For customers, AI ensures shopping feels instinctively personal, offering curated product recommendations, powering smoother, native discovery in Arabic, and even generating culturally relevant items like their AI-designed modest wear collection. For sellers, the technology is an empowerment tool, providing crucial real-time insights for demand forecasting, competitive pricing, and efficient inventory management. Furthermore, AI simplifies the onboarding process for local SMEs with real-time translation tools, allowing them to list products quickly and accurately. The investment in technology directly correlates to customer trust and loyalty.
Logistical improvements have been dramatic: by establishing local warehouses in Saudi Arabia and the UAE and partnering with last-mile providers like Aramex, Starlink, and Saudi Post, Trendyol has reduced initial delivery times from up to nine days to approximately four days, significantly increasing reliability. This proximity ensures returns are managed efficiently, a crucial trust factor. Çetin stresses, “Trust absolutely drives loyalty so ensuring we have a great experience is vital,” a commitment upheld by the Trendyol Assistant, an AI-driven virtual agent that handles customer queries quickly and accurately in multiple languages.
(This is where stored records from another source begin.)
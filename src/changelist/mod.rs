//! Changelists: the per-collection set of operations that moves the active
//! store toward the staged store.
//!
//! A [`ChangeList`] maps each compared collection to its three operation
//! buckets. Buckets are ordered sets, so iteration (and therefore rendering
//! and testing) is deterministic regardless of store enumeration order.

mod comparer;


pub use comparer::{ChangeListComparer, StorageComparer};

use crate::store::Collection;
use serde::{Deserialize, Serialize};
use std::collections::{BTreeMap, BTreeSet};
use std::fmt;

/// Operation applied to a single config object.
#[derive(Debug, Clone, Copy, PartialEq, Eq, PartialOrd, Ord, Hash, Serialize, Deserialize)]
#[serde(rename_all = "snake_case")]
pub enum ChangeOperation {
    /// Present in staged, absent in active.
    Create,
    /// Present in both with different content.
    Update,
    /// Present in active, absent in staged.
    Delete,
}

impl ChangeOperation {
    /// All operations in display order.
    pub const ALL: [ChangeOperation; 3] = [Self::Create, Self::Update, Self::Delete];
}

impl fmt::Display for ChangeOperation {
    fn fmt(&self, f: &mut fmt::Formatter<'_>) -> fmt::Result {
        match self {
            ChangeOperation::Create => write!(f, "create"),
            ChangeOperation::Update => write!(f, "update"),
            ChangeOperation::Delete => write!(f, "delete"),
        }
    }
}

type Buckets = BTreeMap<ChangeOperation, BTreeSet<String>>;

/// Collection → operation → names.
#[derive(Debug, Clone, Default, PartialEq, Eq, Serialize, Deserialize)]
#[serde(transparent)]
pub struct ChangeList {
    collections: BTreeMap<Collection, Buckets>,
}

impl ChangeList {
    pub fn new() -> Self {
        Self::default()
    }

    /// Register a collection with three empty buckets.
    pub fn ensure_collection(&mut self, collection: &Collection) {
        let buckets = self.collections.entry(collection.clone()).or_default();
        for op in ChangeOperation::ALL {
            buckets.entry(op).or_default();
        }
    }

    /// Add a name to a bucket, registering the collection if needed.
    pub fn add(&mut self, collection: &Collection, op: ChangeOperation, name: impl Into<String>) {
        self.ensure_collection(collection);
        if let Some(bucket) = self
            .collections
            .get_mut(collection)
            .and_then(|buckets| buckets.get_mut(&op))
        {
            bucket.insert(name.into());
        }
    }

    /// Remove a name from one bucket. Removing an absent name is a no-op.
    ///
    /// Returns whether the name was present.
    pub fn remove(&mut self, collection: &Collection, op: ChangeOperation, name: &str) -> bool {
        self.collections
            .get_mut(collection)
            .and_then(|buckets| buckets.get_mut(&op))
            .is_some_and(|bucket| bucket.remove(name))
    }

    /// Owned form of [`ChangeList::remove`].
    pub fn without(mut self, collection: &Collection, op: ChangeOperation, name: &str) -> Self {
        self.remove(collection, op, name);
        self
    }

    /// True iff at least one bucket of one collection is non-empty.
    pub fn has_changes(&self) -> bool {
        self.collections
            .values()
            .flat_map(|buckets| buckets.values())
            .any(|bucket| !bucket.is_empty())
    }

    /// Compared collections, in order.
    pub fn collections(&self) -> impl Iterator<Item = &Collection> {
        self.collections.keys()
    }

    /// Names in one bucket, sorted.
    pub fn names(&self, collection: &Collection, op: ChangeOperation) -> Vec<&str> {
        self.collections
            .get(collection)
            .and_then(|buckets| buckets.get(&op))
            .map(|bucket| bucket.iter().map(String::as_str).collect())
            .unwrap_or_default()
    }

    /// Whether `name` appears in any bucket of `collection`.
    pub fn contains(&self, collection: &Collection, name: &str) -> bool {
        self.collections
            .get(collection)
            .is_some_and(|buckets| buckets.values().any(|bucket| bucket.contains(name)))
    }

    /// Every `(collection, operation, name)` triple in deterministic order.
    pub fn rows(&self) -> impl Iterator<Item = (&Collection, ChangeOperation, &str)> {
        self.collections.iter().flat_map(|(collection, buckets)| {
            buckets.iter().flat_map(move |(op, names)| {
                names.iter().map(move |name| (collection, *op, name.as_str()))
            })
        })
    }

    /// Number of names across all buckets.
    pub fn len(&self) -> usize {
        self.collections
            .values()
            .flat_map(|buckets| buckets.values())
            .map(BTreeSet::len)
            .sum()
    }

    pub fn is_empty(&self) -> bool {
        !self.has_changes()
    }
}
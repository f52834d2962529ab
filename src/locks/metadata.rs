//! What the import lock file records about its holder.

use crate::error::{Result, SyncError};
use chrono::{DateTime, Utc};
use serde::{Deserialize, Serialize};
use std::fs;
use std::path::Path;

/// Action recorded by imports.
pub const IMPORT_ACTION: &str = "import";

/// JSON body of the import lock file.
#[derive(Debug, Clone, PartialEq, Eq, Serialize, Deserialize)]
pub struct LockMetadata {
    /// `user@HOST` of the process holding the lock.
    pub owner: String,

    #[serde(skip_serializing_if = "Option::is_none")]
    pub pid: Option<u32>,

    pub created_at: DateTime<Utc>,

    pub action: String,
}

impl LockMetadata {
    /// Holder record for an import started by this process.
    pub fn for_import() -> Self {
        Self {
            owner: current_actor(),
            pid: Some(std::process::id()),
            created_at: Utc::now(),
            action: IMPORT_ACTION.to_string(),
        }
    }

    /// Read the holder record from an existing lock file.
    pub fn load(path: &Path) -> Result<Self> {
        let unreadable = |reason: String| {
            SyncError::LockError(format!(
                "import lock '{}' is unreadable: {}",
                path.display(),
                reason
            ))
        };

        let content = fs::read_to_string(path).map_err(|e| unreadable(e.to_string()))?;
        serde_json::from_str(&content).map_err(|e| unreadable(e.to_string()))
    }

    pub fn to_json(&self) -> Result<String> {
        serde_json::to_string_pretty(self)
            .map_err(|e| SyncError::LockError(format!("failed to encode import lock: {}", e)))
    }

    /// Whole minutes since the lock was taken.
    pub fn minutes_held(&self) -> i64 {
        Utc::now()
            .signed_duration_since(self.created_at)
            .num_minutes()
    }

    /// A lock held longer than `stale_after_minutes` presumably outlived its import.
    pub fn is_stale(&self, stale_after_minutes: u32) -> bool {
        self.minutes_held() > i64::from(stale_after_minutes)
    }

    /// `owner (pid N)`, or just the owner when no pid was recorded.
    pub fn holder(&self) -> String {
        match self.pid {
            Some(pid) => format!("{} (pid {})", self.owner, pid),
            None => self.owner.clone(),
        }
    }

    /// One-line account of who holds the lock and for how long.
    pub fn describe(&self, stale_after_minutes: u32) -> String {
        let mut text = format!(
            "held by {} for {} min since {} ({})",
            self.holder(),
            self.minutes_held(),
            self.created_at.format("%Y-%m-%d %H:%M UTC"),
            self.action
        );
        if self.is_stale(stale_after_minutes) {
            text.push_str(", stale");
        }
        text
    }
}

/// `user@HOST` for this process; also the actor of audit log events.
pub(crate) fn current_actor() -> String {
    let user = ["USER", "USERNAME"]
        .iter()
        .find_map(|var| std::env::var(var).ok())
        .unwrap_or_else(|| "unknown".to_string());
    let host = hostname::get()
        .ok()
        .map(|h| h.to_string_lossy().into_owned())
        .unwrap_or_else(|| "unknown".to_string());

    format!("{}@{}", user, host)
}
//! Reversible removal of staged artifacts.
//!
//! The importer validates the whole staged tree on its own, without regard to
//! the pruned changelist. To keep excluded objects out of that scan, their
//! files are moved into a scratch area before the import and moved back
//! afterwards.
//!
//! [`StagingMasker::mask`] returns a [`MaskGuard`]. Restoring happens in
//! [`MaskGuard::finish`] or, if that is never reached (an early return or a
//! panic), in the guard's `Drop`. Every recorded [`MovedArtifact`] gets
//! exactly one restoration attempt.


use crate::error::{Result, SyncError};
use crate::exclusion::ExclusionPair;
use crate::store::ConfigStore;
use chrono::Utc;
use std::fs;
use std::path::{Path, PathBuf};
use std::sync::atomic::{AtomicU64, Ordering};

/// Distinguishes sessions started by one process within the same instant.
static SESSION_SEQ: AtomicU64 = AtomicU64::new(0);

/// A relocation of one staged artifact into the scratch area.
#[derive(Debug, Clone, PartialEq, Eq)]
pub struct MovedArtifact {
    /// Where the artifact lives in the staged store.
    pub original: PathBuf,

    /// Where it was moved to.
    pub temporary: PathBuf,

    /// Whether the move succeeded. Candidate directories that do not hold
    /// the artifact produce records with `relocated == false`.
    pub relocated: bool,
}

/// Outcome of restoring a set of moved artifacts.
#[derive(Debug, Clone, Default, PartialEq, Eq)]
pub struct UnmaskReport {
    /// Artifacts moved back to their original path.
    pub restored: usize,

    /// Records with nothing in the scratch area to restore.
    pub absent: usize,

    /// Artifacts still sitting in the scratch area after the attempt.
    pub stranded: Vec<MovedArtifact>,
}

impl UnmaskReport {
    pub fn is_clean(&self) -> bool {
        self.stranded.is_empty()
    }
}

/// Hides staged artifacts named by exclusion pairs.
#[derive(Debug, Clone)]
pub struct StagingMasker {
    scratch_root: PathBuf,
}

impl StagingMasker {
    /// A masker using `scratch_root` (created on demand) as its scratch area.
    pub fn new(scratch_root: impl Into<PathBuf>) -> Self {
        Self {
            scratch_root: scratch_root.into(),
        }
    }

    pub fn scratch_root(&self) -> &Path {
        &self.scratch_root
    }

    /// Move the directive and target artifacts of every pair out of `store`.
    ///
    /// Each name is tried in every candidate directory the store reports;
    /// a failed move there is expected and only logged. The only error is
    /// failing to create the scratch session directory, which happens before
    /// anything is moved.
    pub fn mask(&self, store: &dyn ConfigStore, pairs: &[ExclusionPair]) -> Result<MaskGuard> {
        let session_dir = self.create_session_dir()?;
        let extension = store.file_extension();
        let mut moved = Vec::new();
        let mut counter = 0u64;

        for pair in pairs {
            for name in pair.names() {
                for dir in store.resolve_path(&pair.collection, name) {
                    counter += 1;
                    let file_name = format!("{}.{}", name, extension);
                    let original = dir.join(&file_name);
                    let temporary = session_dir.join(format!("{}-{}", counter, file_name));

                    let relocated = match crate::fs::move_file(&original, &temporary) {
                        Ok(()) => {
                            log::debug!(
                                "masked {} -> {}",
                                original.display(),
                                temporary.display()
                            );
                            true
                        }
                        Err(e) => {
                            log::debug!("nothing masked at {}: {}", original.display(), e);
                            false
                        }
                    };

                    moved.push(MovedArtifact {
                        original,
                        temporary,
                        relocated,
                    });
                }
            }
        }

        log::info!(
            "masked {} staged artifact(s) for {} exclusion(s)",
            moved.iter().filter(|m| m.relocated).count(),
            pairs.len()
        );

        Ok(MaskGuard {
            moved,
            session_dir,
            finished: false,
        })
    }

    /// Move every artifact back to its original path.
    ///
    /// Best-effort: each record is attempted independently and nothing is
    /// returned as an error. An artifact that cannot be restored is reported
    /// at warn level and listed in [`UnmaskReport::stranded`].
    pub fn unmask(moved: &[MovedArtifact]) -> UnmaskReport {
        let mut report = UnmaskReport::default();

        for artifact in moved {
            if !artifact.temporary.exists() {
                log::debug!(
                    "nothing to restore for {}",
                    artifact.original.display()
                );
                report.absent += 1;
                continue;
            }

            // Never clobber a file that reappeared while masked.
            if artifact.original.exists() {
                log::warn!(
                    "not restoring {}: a file already exists there; the masked copy remains at {}",
                    artifact.original.display(),
                    artifact.temporary.display()
                );
                report.stranded.push(artifact.clone());
                continue;
            }

            match crate::fs::move_file(&artifact.temporary, &artifact.original) {
                Ok(()) => report.restored += 1,
                Err(e) => {
                    log::warn!(
                        "failed to restore {}: {}; the masked copy remains at {}",
                        artifact.original.display(),
                        e,
                        artifact.temporary.display()
                    );
                    report.stranded.push(artifact.clone());
                }
            }
        }

        report
    }

    fn create_session_dir(&self) -> Result<PathBuf> {
        fs::create_dir_all(&self.scratch_root).map_err(|e| {
            SyncError::UserError(format!(
                "failed to create scratch directory '{}': {}",
                self.scratch_root.display(),
                e
            ))
        })?;

        let session_dir = self.scratch_root.join(format!(
            "mask-{}-{}-{}",
            Utc::now().format("%Y%m%dT%H%M%S%6f"),
            std::process::id(),
            SESSION_SEQ.fetch_add(1, Ordering::Relaxed)
        ));

        fs::create_dir(&session_dir).map_err(|e| {
            SyncError::UserError(format!(
                "failed to create scratch session '{}': {}",
                session_dir.display(),
                e
            ))
        })?;

        Ok(session_dir)
    }
}

/// Handle for one masking session. Restores on `finish` or drop.
#[derive(Debug)]
pub struct MaskGuard {
    moved: Vec<MovedArtifact>,
    session_dir: PathBuf,
    finished: bool,
}

impl MaskGuard {
    /// Records of every relocation attempt, in order.
    pub fn moved(&self) -> &[MovedArtifact] {
        &self.moved
    }

    pub fn session_dir(&self) -> &Path {
        &self.session_dir
    }

    /// Restore every artifact and return the report.
    pub fn finish(mut self) -> UnmaskReport {
        self.restore()
    }

    fn restore(&mut self) -> UnmaskReport {
        self.finished = true;
        let report = StagingMasker::unmask(&self.moved);

        if report.is_clean() {
            // Only succeeds once the session holds nothing.
            let _ = fs::remove_dir(&self.session_dir);
        } else {
            log::warn!(
                "{} masked artifact(s) could not be restored; recover them from {}",
                report.stranded.len(),
                self.session_dir.display()
            );
        }

        report
    }
}

impl Drop for MaskGuard {
    fn drop(&mut self) {
        if !self.finished {
            self.restore();
        }
    }
}
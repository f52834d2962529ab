//! Import locking for confsync.
//!
//! Only one import may run against a project at a time. The lock is a file at
//! `.confsync/locks/import.lock`, created with **create_new** semantics so that
//! exactly one process wins. It carries JSON metadata (owner, pid, RFC3339
//! `created_at`, action) for diagnostics, and is released by an RAII guard.
//!
//! A stale lock is reported, never taken over: only `confsync lock clear`
//! removes a lock the current process does not hold.

mod guard;
mod metadata;
mod operations;


pub use guard::LockGuard;
pub(crate) use metadata::current_actor;
pub use metadata::{IMPORT_ACTION, LockMetadata};
pub use operations::{CLEAR_HINT, LockInfo, acquire_lock, clear_lock, lock_held, read_lock};
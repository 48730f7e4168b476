//! Table-driven finite state recognizer.
//!
//! An [`Fsa`] is built once from a [`FsaConfig`] (alphabet classes,
//! transition rows, accepting and rejecting states) and then evaluates input
//! strings one at a time. Each evaluation drives a caller-supplied
//! [`TokenBuilder`] with the same symbol/state stream the automaton walks, so
//! accepted strings come back decomposed into grammar-specific fields.
//!
//! # Architecture
//!
//! - [`alphabet`] -- Symbol classification (char to table column)
//! - [`table`] -- Dense transition table
//! - [`config`] -- Configuration record, text and JSON loading, validation
//! - [`engine`] -- The evaluation walk and acceptance policy

pub mod alphabet;
pub mod config;
pub mod engine;
pub mod table;

pub use alphabet::AlphabetClassifier;
pub use config::FsaConfig;
pub use engine::{Fsa, prepare_line};
pub use fsalex_core::{Rejection, StateId, Verdict};
pub use table::TransitionTable;

/// Error type for configuration loading and validation.
///
/// Every variant is fatal: an [`Fsa`] is never built from a configuration
/// that fails validation.
#[derive(Debug, thiserror::Error)]
pub enum ConfigError {
    #[error("configuration declares no states")]
    NoStates,
    #[error("no accepting states declared")]
    NoAcceptingStates,
    #[error("state {state} has {actual} transitions, expected one per class ({expected})")]
    RowWidth {
        state: StateId,
        expected: usize,
        actual: usize,
    },
    #[error(
        "transition from state {from} on class {class} targets undeclared state {target} ({state_count} states declared)"
    )]
    UndeclaredTarget {
        from: StateId,
        class: usize,
        target: StateId,
        state_count: usize,
    },
    #[error("{role} state {state} is not declared ({state_count} states declared)")]
    UndeclaredState {
        role: &'static str,
        state: StateId,
        state_count: usize,
    },
    #[error("line {line}: class symbol {token:?} is not a single character")]
    MultiCharSymbol { line: usize, token: String },
    #[error("line {line}: invalid state id {token:?}")]
    InvalidStateId { line: usize, token: String },
    #[error("line {line}: content after the rejecting-states section")]
    TooManySections { line: usize },
    #[error("invalid JSON configuration: {0}")]
    Json(#[from] serde_json::Error),
}

/// Per-evaluation accumulator driven by the automaton walk.
///
/// The engine calls [`reset`](Self::reset) once at the start of every
/// evaluation, then for every in-alphabet symbol it processes:
/// `before_transition(symbol, state_before)`, the table lookup, and
/// `after_transition(symbol, state_after)`. Symbols skipped after the walk
/// has become invalid never reach the builder. [`snapshot`](Self::snapshot)
/// is only called for accepted input.
pub trait TokenBuilder {
    type Tokens;

    /// Called with the state the automaton occupied before consuming `symbol`.
    fn before_transition(&mut self, symbol: char, state: StateId);

    /// Called with the state reached after consuming `symbol`.
    fn after_transition(&mut self, symbol: char, state: StateId);

    /// Clear all accumulated fields.
    fn reset(&mut self);

    /// Owned copy of the accumulated fields.
    fn snapshot(&self) -> Self::Tokens;
}

/// Pure recognition: no fields are extracted.
impl TokenBuilder for () {
    type Tokens = ();

    fn before_transition(&mut self, _symbol: char, _state: StateId) {}

    fn after_transition(&mut self, _symbol: char, _state: StateId) {}

    fn reset(&mut self) {}

    fn snapshot(&self) -> Self::Tokens {}
}
//! Email address grammar for fsalex.
//!
//! The bundled automaton recognizes a simplified email address:
//!
//! - a username of letters and digits, optionally containing one `.` that is
//!   neither its first nor its last character;
//! - an `@`;
//! - a domain of at least two labels of letters and digits separated by `.`.
//!
//! State layout of the bundled table (the [`EmailTokenBuilder`] defaults
//! depend on it):
//!
//! | State | Meaning |
//! |---|---|
//! | 0 | start |
//! | 1..=3 | inside the username |
//! | 4..=7 | after the `@` |
//! | 7 | accepting |
//! | 8 | sink (rejecting) |

pub mod address;
pub mod builder;

pub use address::EmailAddress;
pub use builder::EmailTokenBuilder;

use fsalex_engine::{ConfigError, Fsa, FsaConfig};

/// Text configuration of the bundled email automaton.
pub const EMAIL_CONFIG: &str = include_str!("../data/email.txt");

/// Parsed configuration of the bundled email automaton.
pub fn email_config() -> Result<FsaConfig, ConfigError> {
    FsaConfig::parse_text(EMAIL_CONFIG)
}

/// Build the bundled email automaton.
pub fn email_fsa() -> Result<Fsa, ConfigError> {
    Fsa::from_text(EMAIL_CONFIG)
}
//! End-to-end tests: the bundled email automaton driving the email token
//! builder.

use fsalex_core::{Rejection, StateId, Verdict};
use fsalex_email::{EmailAddress, EmailTokenBuilder, email_fsa};
use fsalex_engine::Fsa;

fn fsa() -> Fsa {
    email_fsa().expect("bundled email config")
}

fn address(username: &str, host: &str, sld: &str, tld: &str) -> EmailAddress {
    EmailAddress {
        username: username.into(),
        host: host.into(),
        second_level_domain: sld.into(),
        top_level_domain: tld.into(),
    }
}

#[test]
fn accepts_full_address() {
    let mut builder = EmailTokenBuilder::new();
    let verdict = fsa().evaluate("ab@cd.ef.gh", &mut builder);
    assert_eq!(
        verdict,
        Verdict::Accepted {
            state: StateId(7),
            tokens: address("ab", "cd", "ef", "gh"),
        }
    );
}

#[test]
fn username_with_dot_and_digits() {
    let mut builder = EmailTokenBuilder::new();
    let verdict = fsa().evaluate("jon.grant2@mail.wcusd5.net", &mut builder);
    assert_eq!(
        verdict.into_tokens(),
        Some(address("jon.grant2", "mail", "wcusd5", "net"))
    );
}

#[test]
fn two_label_domain_has_empty_host() {
    let mut builder = EmailTokenBuilder::new();
    let verdict = fsa().evaluate("ab@cd.ef", &mut builder);
    assert_eq!(verdict.into_tokens(), Some(address("ab", "", "cd", "ef")));
}

#[test]
fn long_domain_joins_host_labels() {
    let mut builder = EmailTokenBuilder::new();
    let verdict = fsa().evaluate("x@a.b.c.d", &mut builder);
    assert_eq!(verdict.into_tokens(), Some(address("x", "a.b", "c", "d")));
}

#[test]
fn missing_domain_is_rejected() {
    let verdict = fsa().evaluate("ab@cd", &mut EmailTokenBuilder::new());
    assert_eq!(
        verdict,
        Verdict::Rejected {
            reason: Rejection::NotAccepting { state: StateId(5) }
        }
    );
}

#[test]
fn out_of_alphabet_symbol_is_rejected() {
    let mut builder = EmailTokenBuilder::new();
    let verdict = fsa().evaluate("a#b@cd.ef", &mut builder);
    assert_eq!(
        verdict.rejection(),
        Some(&Rejection::OutOfAlphabet {
            position: 1,
            symbol: '#'
        })
    );
    // Nothing after the fault reached the builder.
    assert_eq!(builder.fields().username, "a");
    assert!(builder.fields().top_level_domain.is_empty());
}

#[test]
fn empty_string_is_rejected() {
    let verdict = fsa().evaluate("", &mut EmailTokenBuilder::new());
    assert_eq!(
        verdict.rejection(),
        Some(&Rejection::NotAccepting {
            state: StateId::INITIAL
        })
    );
}

#[test]
fn sink_stops_token_building() {
    let mut builder = EmailTokenBuilder::new();
    // '.' as the first symbol goes straight to the sink.
    let verdict = fsa().evaluate(".ab@cd.ef", &mut builder);
    assert_eq!(
        verdict.rejection(),
        Some(&Rejection::RejectingState {
            state: StateId(8),
            consumed: 1
        })
    );
    assert_eq!(*builder.fields(), EmailAddress::default());
}

#[test]
fn rejects_malformed_addresses() {
    let fsa = fsa();
    for input in [
        "ab.@cd.ef",
        "a..b@cd.ef",
        "a.b.c@cd.ef",
        "@cd.ef",
        "ab@@cd.ef",
        "ab@.cd.ef",
        "ab@cd..ef",
        "ab@cd.ef.",
        "ab@cd.ef ",
    ] {
        assert!(!fsa.recognizes(input), "{input:?} should be rejected");
    }
}

#[test]
fn repeated_evaluation_is_idempotent() {
    let fsa = fsa();
    let mut builder = EmailTokenBuilder::new();
    let first = fsa.evaluate("ab@cd.ef.gh", &mut builder);
    let _ = fsa.evaluate("zz@yy.xx.ww", &mut builder);
    let again = fsa.evaluate("ab@cd.ef.gh", &mut builder);
    assert_eq!(first, again);
    assert_eq!(first, fsa.evaluate("ab@cd.ef.gh", &mut EmailTokenBuilder::new()));
}

#[test]
fn batch_of_lines() {
    let fsa = fsa();
    let mut builder = EmailTokenBuilder::new();
    let input = "ab@cd.ef.gh\n   ab@cd\na#b@cd.ef\n\nq@r.s\n";
    let accepted: Vec<(String, Option<EmailAddress>)> = fsa
        .evaluate_lines(input, &mut builder)
        .map(|(line, verdict)| (line.to_string(), verdict.into_tokens()))
        .collect();
    assert_eq!(
        accepted,
        vec![
            ("ab@cd.ef.gh".to_string(), Some(address("ab", "cd", "ef", "gh"))),
            ("ab@cd".to_string(), None),
            ("a#b@cd.ef".to_string(), None),
            (String::new(), None),
            ("q@r.s".to_string(), Some(address("q", "", "r", "s"))),
        ]
    );
}

#[test]
fn accepted_fields_serialize_to_json() {
    let mut builder = EmailTokenBuilder::new();
    let tokens = fsa()
        .evaluate("ab@cd.ef.gh", &mut builder)
        .into_tokens()
        .unwrap();
    let json = serde_json::to_value(&tokens).unwrap();
    assert_eq!(
        json,
        serde_json::json!({
            "username": "ab",
            "host": "cd",
            "second_level_domain": "ef",
            "top_level_domain": "gh",
        })
    );
}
Beyond operational efficiency, Trendyol is committing capital to build the foundational infrastructure for future dominance. The company is securing its digital ecosystem through three major strategic investments. First, a landmark partnership with Castle Investments is underway to build a $500m, 48MW data centre in Ankara, which will provide the necessary immense capacity and secure data management to ensure optimal performance and scalability for their 40 million-plus customers. Second, alongside partners ADQ, Ant International, and Baykar, Trendyol is actively developing a fintech platform in Türkiye to potentially offer AI-powered digital payments, loans, deposits, and insurance. Finally, they are evaluating developing their own cloud business with the crucial support of their strategic investor, Alibaba’s AliCloud, which will further support AI-driven product development plans.
Çetin shares that these wide-ranging investments prove their commitment is long-term: “Together, these initiatives show that we’re not just building for today’s needs; we’re laying the foundations for the next decade of digital commerce right across the broader region.”
Leading the digital frontier
The future of e-commerce in MENA is not a distant prospect, but a landscape actively being shaped by three pivotal trends: personalised shopping experiences, advanced technology integration, and influencer marketing. Recognising that the Gulf is an intensely mobile-first, socially-driven market, Trendyol has built its acquisition and retention strategy on authentic digital storytelling and cultural resonance. This approach is best exemplified by the company’s powerful social commerce engine, which leverages a vast network of over 15,000 creators across Instagram, Snapchat, and TikTok.
By meeting customers “where they are on their phones, in their feeds, and in their cultural moments,” Trendyol drives organic engagement, acquisition, and the emotional connections that keep shoppers returning. This commitment to continually evolving the platform through AI-driven applications underscores their positioning to lead the market.
Trendyol’s major sponsorship at GITEX Global 2025 and Çetin’s dedicated session on the use of AI only serves to underscore this momentum and belief in the platform’s scalability. Ultimately, Çetin emphasises the long-term vision: “By focusing on customer satisfaction, technological advancement, and sustainable local investment, we’re confident Trendyol is well positioned to thrive in the fast-changing e-commerce landscape and continue supporting both sellers and shoppers across the Gulf.”
Trendyol is not just competing in the market; it’s actively working to lead its digital transformation.